>>

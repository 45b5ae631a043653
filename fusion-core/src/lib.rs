//! Fusion Core - Entity Types
//!
//! Plain records, identity aliases, alert priorities and error types shared by
//! every other crate of the console data layer. No I/O lives here.

mod entities;
mod enums;
mod error;
mod identity;
pub mod maintenance;

pub use entities::*;
pub use enums::*;
pub use error::*;
pub use identity::*;
pub use maintenance::{needs_maintenance_soon, MaintenanceType, MAINTENANCE_DAYS, MAINTENANCE_HOURS};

<<

Instructions to follow: For each line shown above, write an exact copy.

Answer for this exercise:
repository 45b5ae631a043653
filename fusion-core/src/lib.rs
//! Fusion Core - Entity Types
//!
//! Plain records, identity aliases, alert priorities and error types shared by
//! every other crate of the console data layer. No I/O lives here.

mod entities;
mod enums;
mod error;
mod identity;
pub mod maintenance;

pub use entities::*;
pub use enums::*;
pub use error::*;
pub use identity::*;
pub use maintenance::{needs_maintenance_soon, MaintenanceType, MAINTENANCE_DAYS, MAINTENANCE_HOURS};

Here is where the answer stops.